Here is what he did. In 1997, American director David Alden, best known in the UK for his work with English National Opera in the mould breaking era of Sir Peter Jonas, made a film of Winterreise for Channel 4 featuring Messrs. Bostridge and Drake, transforming a recital work into a spellbinding operatic performance.
Some critics think Bostridge’s tenor voice too light for Schubertian gloom. I think he brings something different to the party – intensity. Herr Fischer-Dieskau is a performer. Mr. Bostridge IS the character. That’s it! I shall henceforth be monstered by the Fischer-Dieskau Anhänger (Fan) Club. No apology from this Bostridge fan. Sorry.
And Ian Bostridge wrote that book. What a book! A score of 48 sheets analysed in a mere 490 pages. Too much already? It would be if Bostridge was obsessed only with Winterreise but he uses each song chapter as a hook on which to expound on the history, art, philosophy, science and politics of the age.
Take The Mock Suns, about phantom suns (parhelia) which appear in winter conditions when light is refracted through snow or ice crystals. Turns out the phenomenon baffled Aristotle. It may even have baffled Schubert. But it is fully explained by Bostridge. One sun is real, the other two are the narrator’s lost lover’s eyes. Nerdy? Nothing nerdy about a phenomenon that had baffled intellectuals – and fascinated artists – for over 1,000 years. It hadn’t baffled me, until I read the book, as the words of the song had over fifty years largely swept over my unthinking head. Read the book.
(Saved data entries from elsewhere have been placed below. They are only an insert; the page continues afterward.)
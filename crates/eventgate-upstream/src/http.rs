//! Shared HTTP plumbing for the upstream clients.

use std::time::Duration;

use reqwest::StatusCode;
use serde::de::DeserializeOwned;
use serde::Deserialize;
use serde_json::Value;

use crate::error::{Result, UpstreamError};

/// Build the HTTP client used for upstream calls.
pub(crate) fn build_client(timeout: Duration) -> Result<reqwest::Client> {
    reqwest::Client::builder()
        .timeout(timeout)
        .build()
        .map_err(|e| UpstreamError::Internal(format!("failed to create HTTP client: {e}")))
}

/// Map a transport-level failure.
pub(crate) fn transport_error(err: &reqwest::Error) -> UpstreamError {
    if err.is_timeout() {
        UpstreamError::Unavailable("request timed out".to_string())
    } else {
        UpstreamError::Unavailable(format!("request failed: {err}"))
    }
}

/// Error body shape commonly returned by upstream services.
#[derive(Debug, Deserialize)]
struct ErrorBody {
    #[serde(default)]
    message: Option<String>,
    #[serde(default)]
    error: Option<Value>,
}

impl ErrorBody {
    fn into_message(self) -> Option<String> {
        if let Some(message) = self.message {
            return Some(message);
        }
        match self.error? {
            Value::String(s) => Some(s),
            Value::Object(mut obj) => match obj.remove("message") {
                Some(Value::String(s)) => Some(s),
                _ => None,
            },
            _ => None,
        }
    }
}

/// Decode a successful response, or map the failure status.
pub(crate) async fn read_json<T: DeserializeOwned>(response: reqwest::Response) -> Result<T> {
    let status = response.status();

    if status.is_success() {
        return response
            .json::<T>()
            .await
            .map_err(|e| UpstreamError::InvalidResponse(e.to_string()));
    }

    Err(error_for_status(status, response).await)
}

async fn error_for_status(status: StatusCode, response: reqwest::Response) -> UpstreamError {
    match status {
        StatusCode::BAD_REQUEST | StatusCode::UNPROCESSABLE_ENTITY => {
            let message = response
                .json::<ErrorBody>()
                .await
                .ok()
                .and_then(ErrorBody::into_message)
                .unwrap_or_else(|| "request rejected".to_string());
            UpstreamError::Rejected(message)
        }
        StatusCode::UNAUTHORIZED | StatusCode::FORBIDDEN => UpstreamError::Unauthorized,
        StatusCode::NOT_FOUND => UpstreamError::NotFound,
        StatusCode::TOO_MANY_REQUESTS => UpstreamError::RateLimited,
        s if s.is_server_error() => UpstreamError::Unavailable(format!("HTTP {s}")),
        s => UpstreamError::Unexpected(s.as_u16()),
    }
}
Frankly, no synopsis of reasonable length could do justice to Bostridge’s easy erudition or grasp of the sweep of historical forces about to engulf post Napoleonic Europe after the supposed 1815 settlement at the Congress of Vienna. I had always put Bostridge down as a fantastic singer – especially as he is, essentially, untrained – but I had not cottoned on that he’s a polymath too. Read the damned book!
So, why bother with a miserable, disturbing work of art that is difficult to understand when what we need is cheering up? It is simply that unless we appreciate the complexities of our human nature, that our Yin and Yang are often optimism and despair in disguise, we will be incomplete. Life is definitely not just a bowl of cherries.
This week we are celebrating the life of hero Captain Sir Thomas Moore, whose catch phrase, “Tomorrow will be a better day”, echoed round the country, if not the world. His infectious optimism was not unfounded, but based on the rock of a difficult life, one which experienced the hell of the WWII “Forgotten Army” in India.
In a different age Winterreise was Schubert’s rock of life. Unsettling though his character’s journey was, the inevitable bleakness could not be ignored if the totality of the human condition was to be understood. Appreciate that eternal truth today via the medium of Ian Bostridge, singer and author. Either just enjoy the music or dig down. Discover in Winterreise’s wintry depths one of the great life-defining art works of the 19th century.